Remains of the plutonium pit and the bomb were found and taken away. The cleanup process began and would continue for a while. The government outright lied to the media and the good people of Drake every step of the way, and they did so with a smooth confidence.
John Puller had been ordered by a string of generals and civilian
brass to keep his mouth shut. He was a soldier and so he did what he was told.
One day that might change, he told himself. It would just not be today.
Robert Puller was the only man in U.S. history to receive a commendation from his country after being convicted of treason, for his part in helping to avoid a nuclear nightmare. However, there was never any talk of his sentence being commuted. And the commendation was given under the strictest secrecy.
Puller did not attend Roger Trent’s funeral. He assumed it would be an elaborate affair, no expense spared by his widow, Jean. And he also wondered if anyone from Drake had bothered to show up. The man had been innocent of any complicity in attempting to create a nuclear holocaust. But that didn’t take away from the fact that he was still a mean son of a bitch whose business had raped a region and ruined many a life. And Puller didn’t give a damn about any of it.
But there was one funeral in Drake that he did attend.
Puller stepped out of the Malibu dressed in his brand-new dress blues. He cut quite a figure as he helped lift the coffin out of the hearse and carry it to the gravesite.
This was Sam Cole’s funeral, and nothing would have kept the man away.
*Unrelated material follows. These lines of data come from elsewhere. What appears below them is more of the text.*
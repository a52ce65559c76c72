//! Weather backend: async weather fetching for a view.
//! Network work runs on the tokio runtime; results come back over mpsc tagged
//! with the request id they were issued under.

use std::sync::mpsc::{Receiver, Sender};
use std::sync::Arc;

use skyview_core::WeatherError;
use skyview_weather::{SelectedLocation, WeatherProvider, WeatherReport};
use tokio::runtime::Handle;
use tokio::task::JoinHandle;

use crate::request::{RequestId, RequestTracker};

/// A fetch to dispatch with `request_fetch`.
#[derive(Debug, Clone, PartialEq)]
pub struct WeatherRequest {
    pub request_id: RequestId,
    pub location: SelectedLocation,
}

/// Messages sent from async operations back to the owning view
#[derive(Debug)]
pub enum WeatherServiceMessage {
    FetchDone {
        request_id: RequestId,
        location: SelectedLocation,
        result: Result<WeatherReport, WeatherError>,
    },
}

/// Fetch current conditions and forecast for `request` on `runtime`.
/// Sends `FetchDone` on the channel when complete.
pub fn request_fetch(
    tx: &Sender<WeatherServiceMessage>,
    runtime: &Handle,
    provider: Arc<WeatherProvider>,
    request: WeatherRequest,
) -> JoinHandle<()> {
    let tx = tx.clone();

    runtime.spawn(async move {
        let WeatherRequest {
            request_id,
            location,
        } = request;
        tracing::info!(
            "Fetching weather {} for {} ({}, {})",
            request_id,
            location.label,
            location.latitude,
            location.longitude
        );

        let (current, forecast) = tokio::join!(
            provider.fetch_current(location.latitude, location.longitude),
            provider.fetch_forecast(location.latitude, location.longitude),
        );

        let result = match (current, forecast) {
            (Some(current), Some(forecast)) => Ok(WeatherReport { current, forecast }),
            _ => Err(WeatherError::Unavailable),
        };

        let message = WeatherServiceMessage::FetchDone {
            request_id,
            location,
            result,
        };
        if tx.send(message).is_err() {
            tracing::debug!("Weather view gone before request {} finished", request_id);
        }
    })
}

/// What a weather view is showing.
#[derive(Debug, Clone, PartialEq, Default)]
pub enum ViewState {
    #[default]
    Idle,
    Loading,
    Ready(WeatherReport),
    Unavailable(String),
}

/// State of one weather display: the current selection and its data.
#[derive(Debug, Default)]
pub struct WeatherView {
    tracker: RequestTracker,
    selection: Option<SelectedLocation>,
    state: ViewState,
}

impl WeatherView {
    pub fn new() -> Self {
        Self::default()
    }

    /// Replace the current selection and start a new request for it.
    ///
    /// Any request still in flight for the previous selection becomes stale.
    pub fn select(&mut self, location: SelectedLocation) -> WeatherRequest {
        let request_id = self.tracker.issue();
        self.selection = Some(location.clone());
        self.state = ViewState::Loading;
        WeatherRequest {
            request_id,
            location,
        }
    }

    /// Apply a finished fetch. Returns false if it was stale and dropped.
    pub fn apply(&mut self, message: WeatherServiceMessage) -> bool {
        match message {
            WeatherServiceMessage::FetchDone {
                request_id,
                location,
                result,
            } => {
                if !self.tracker.is_latest(request_id) {
                    tracing::debug!(
                        "Discarding stale weather result {} for {}",
                        request_id,
                        location.label
                    );
                    return false;
                }

                self.state = match result {
                    Ok(report) => ViewState::Ready(report),
                    Err(e) => {
                        tracing::warn!("Weather for {} unavailable: {}", location.label, e);
                        ViewState::Unavailable(e.user_message().to_string())
                    }
                };
                true
            }
        }
    }

    /// Apply every message already waiting on `rx` without blocking.
    /// Returns the number of messages that were applied (not stale).
    pub fn drain(&mut self, rx: &Receiver<WeatherServiceMessage>) -> usize {
        let mut applied = 0;
        while let Ok(message) = rx.try_recv() {
            if self.apply(message) {
                applied += 1;
            }
        }
        applied
    }

    pub fn selection(&self) -> Option<&SelectedLocation> {
        self.selection.as_ref()
    }

    pub fn state(&self) -> &ViewState {
        &self.state
    }

    pub fn report(&self) -> Option<&WeatherReport> {
        match &self.state {
            ViewState::Ready(report) => Some(report),
            _ => None,
        }
    }

    pub fn is_loading(&self) -> bool {
        matches!(self.state, ViewState::Loading)
    }
}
The Cole family was there, including Randy, who had on a brand-new suit that Jean no doubt had bought him for the burial of his other sister. He looked more like a lost boy than a grieving man.
Jean was dressed all in high-dollar black. She looked entirely crushed. As Puller watched her he had to assume it was more for the lost sibling than the dead husband. She was now a very rich widow. But she no longer had a sister.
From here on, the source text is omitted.